Arctic–Subarctic Ocean Fluxes: Defining the Role of the Northern Seas in Climate
Almost 100 years ago, Helland-Hansen and Nansen (1909) produced the first complete description of the pattern of oceanic exchanges that connect the North Atlantic with the Arctic Ocean through subarctic seas. At a stroke, they placed the science of the Nordic seas on an astonishingly modern footing; as Blindheim and Østerhus (2005) put it, ‘Their work described the sea in such detail and to such precision that investigations during succeeding years could add little to their findings’. Nonetheless, in the century that followed, oceanographers have gradually persisted in the two tasks that were largely inaccessible to the early pioneers – quantifying the exchanges of heat, salt and mass through subarctic seas and, piecing-together evidence for the longer-term (decade to century) variability of the system.
Evidence of variability was not long in coming. As hydrographic time series lengthened into the middle decades of the 20th century, they began to capture evidence of one of the largest and most widespread regime shifts that has ever affected our waters.

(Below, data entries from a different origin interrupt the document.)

//! Spawn-time app descriptors.
//!
//! `UserOptions` is the loose record stored by the hub alongside a server
//! (unknown keys are tolerated). `AppConfiguration` is the validated form the
//! command synthesizer consumes; it is never persisted by this crate.

use serde::{Deserialize, Serialize};
use std::collections::BTreeMap;

use crate::error::JappsError;
use crate::framework::{FilepathRequirement, Framework, FrameworkSpec};

pub const DEFAULT_CONFIG_DIRECTORY: &str = ".";

#[derive(Debug, Clone, PartialEq, Eq, Deserialize, Serialize)]
#[serde(deny_unknown_fields)]
pub struct Repository {
    pub url: String,
    #[serde(rename = "ref", default, skip_serializing_if = "Option::is_none")]
    pub git_ref: Option<String>,
    #[serde(default = "default_config_directory")]
    pub config_directory: String,
}

fn default_config_directory() -> String {
    DEFAULT_CONFIG_DIRECTORY.to_string()
}

impl Repository {
    pub fn new(url: impl Into<String>) -> Self {
        Self {
            url: url.into(),
            git_ref: None,
            config_directory: default_config_directory(),
        }
    }

    /// The ref to check out. An empty ref means the default branch.
    pub fn requested_ref(&self) -> Option<&str> {
        self.git_ref.as_deref().filter(|git_ref| !git_ref.is_empty())
    }
}

#[derive(Debug, Clone, Default, Deserialize, Serialize)]
#[serde(default)]
pub struct UserOptions {
    pub jhub_app: bool,
    pub display_name: Option<String>,
    pub description: Option<String>,
    pub framework: Option<String>,
    pub custom_command: Option<String>,
    pub filepath: Option<String>,
    pub conda_env: Option<String>,
    pub skip_conda: bool,
    pub env: Option<BTreeMap<String, String>>,
    pub thumbnail: Option<String>,
    pub repository: Option<Repository>,
    pub keep_alive: bool,
    pub public: bool,
}

#[derive(Debug, Clone, PartialEq, Eq, Serialize)]
pub struct AppConfiguration {
    pub display_name: Option<String>,
    pub description: Option<String>,
    pub framework: Framework,
    pub custom_command: Option<String>,
    pub filepath: Option<String>,
    pub conda_env: Option<String>,
    pub skip_conda: bool,
    pub thumbnail: Option<String>,
    pub repository: Option<Repository>,
    pub env: BTreeMap<String, String>,
    pub keep_alive: bool,
    pub public: bool,
}

/// What drives command construction for a configuration.
#[derive(Debug, Clone, PartialEq, Eq)]
pub enum AppLaunch<'a> {
    Builtin {
        spec: FrameworkSpec,
        filepath: Option<&'a str>,
    },
    Custom {
        command: &'a str,
    },
}

fn non_empty(value: Option<String>) -> Option<String> {
    value.and_then(|text| {
        if text.trim().is_empty() {
            None
        } else {
            Some(text)
        }
    })
}

fn is_valid_env_key(key: &str) -> bool {
    let mut chars = key.chars();
    match chars.next() {
        Some(first) if first == '_' || first.is_ascii_alphabetic() => {}
        _ => return false,
    }
    chars.all(|ch| ch == '_' || ch.is_ascii_alphanumeric())
}

impl UserOptions {
    pub fn from_value(value: &serde_json::Value) -> Result<Self, JappsError> {
        if value.is_null() {
            return Ok(Self::default());
        }
        serde_json::from_value(value.clone())
            .map_err(|err| JappsError::configuration("user_options", err.to_string()))
    }

    pub fn into_app_configuration(self) -> Result<AppConfiguration, JappsError> {
        let framework: Framework = match non_empty(self.framework) {
            Some(name) => name.parse()?,
            None => {
                return Err(JappsError::configuration(
                    "framework",
                    "a framework is required",
                ))
            }
        };
        let config = AppConfiguration {
            display_name: non_empty(self.display_name),
            description: non_empty(self.description),
            framework,
            custom_command: non_empty(self.custom_command),
            filepath: non_empty(self.filepath),
            conda_env: non_empty(self.conda_env),
            skip_conda: self.skip_conda,
            thumbnail: non_empty(self.thumbnail),
            repository: self.repository,
            env: self.env.unwrap_or_default(),
            keep_alive: self.keep_alive,
            public: self.public,
        };
        config.validate()?;
        Ok(config)
    }
}

impl AppConfiguration {
    pub fn new(framework: Framework) -> Self {
        Self {
            display_name: None,
            description: None,
            framework,
            custom_command: None,
            filepath: None,
            conda_env: None,
            skip_conda: false,
            thumbnail: None,
            repository: None,
            env: BTreeMap::new(),
            keep_alive: false,
            public: false,
        }
    }

    /// Shape checks that do not depend on spawn-time state.
    pub fn validate(&self) -> Result<(), JappsError> {
        if !self.framework.is_custom()
            && self
                .custom_command
                .as_deref()
                .is_some_and(|cmd| !cmd.trim().is_empty())
        {
            return Err(JappsError::configuration(
                "custom_command",
                format!(
                    "only valid with framework 'custom', not '{}'",
                    self.framework
                ),
            ));
        }
        for key in self.env.keys() {
            if !is_valid_env_key(key) {
                return Err(JappsError::configuration(
                    "env",
                    format!("'{key}' is not a valid environment variable name"),
                ));
            }
        }
        if self.env.values().any(|value| value.contains('\0')) {
            return Err(JappsError::configuration(
                "env",
                "environment values must not contain NUL bytes",
            ));
        }
        if let Some(thumbnail) = &self.thumbnail {
            if !thumbnail.starts_with("data:") {
                return Err(JappsError::configuration(
                    "thumbnail",
                    "must be a data URL",
                ));
            }
        }
        Ok(())
    }

    /// Conda environment to activate, honouring `skip_conda`.
    pub fn active_conda_env(&self) -> Option<&str> {
        if self.skip_conda {
            return None;
        }
        self.conda_env
            .as_deref()
            .map(str::trim)
            .filter(|name| !name.is_empty())
    }

    pub fn launch(&self) -> Result<AppLaunch<'_>, JappsError> {
        if self.framework.is_custom() {
            let command = self
                .custom_command
                .as_deref()
                .filter(|cmd| !cmd.trim().is_empty())
                .ok_or_else(|| {
                    JappsError::configuration(
                        "custom_command",
                        "required for framework 'custom'",
                    )
                })?;
            return Ok(AppLaunch::Custom { command });
        }
        let spec = self.framework.spec();
        let filepath = self
            .filepath
            .as_deref()
            .map(str::trim)
            .filter(|path| !path.is_empty());
        let filepath = match spec.filepath {
            FilepathRequirement::Required => Some(filepath.ok_or_else(|| {
                JappsError::configuration(
                    "filepath",
                    format!("required for framework '{}'", self.framework),
                )
            })?),
            FilepathRequirement::Optional => filepath,
            FilepathRequirement::Unused => None,
        };
        Ok(AppLaunch::Builtin { spec, filepath })
    }

    pub fn to_user_options(&self) -> UserOptions {
        UserOptions {
            jhub_app: true,
            display_name: self.display_name.clone(),
            description: self.description.clone(),
            framework: Some(self.framework.as_str().to_string()),
            custom_command: self.custom_command.clone(),
            filepath: self.filepath.clone(),
            conda_env: self.conda_env.clone(),
            skip_conda: self.skip_conda,
            env: Some(self.env.clone()),
            thumbnail: self.thumbnail.clone(),
            repository: self.repository.clone(),
            keep_alive: self.keep_alive,
            public: self.public,
        }
    }
}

For these were the decades of “the warming in the north”, when the salinity of North Atlantic Water passing through the Faroe–Shetland Channel reached a century-long high (Dooley et al. 1984), when salinities were so high off Cape Farewell that they were thrown out as erroneous (Harvey 1962), when a precipitous warming of more than 2 °C in the 5-year mean pervaded the West Greenland banks, and when the northward dislocations of biogeographical boundaries for a wide range of species from plankton to commercially important fish, terrestrial mammals and birds were at their most extreme in the 20th century (reviewed in Dickson 2002).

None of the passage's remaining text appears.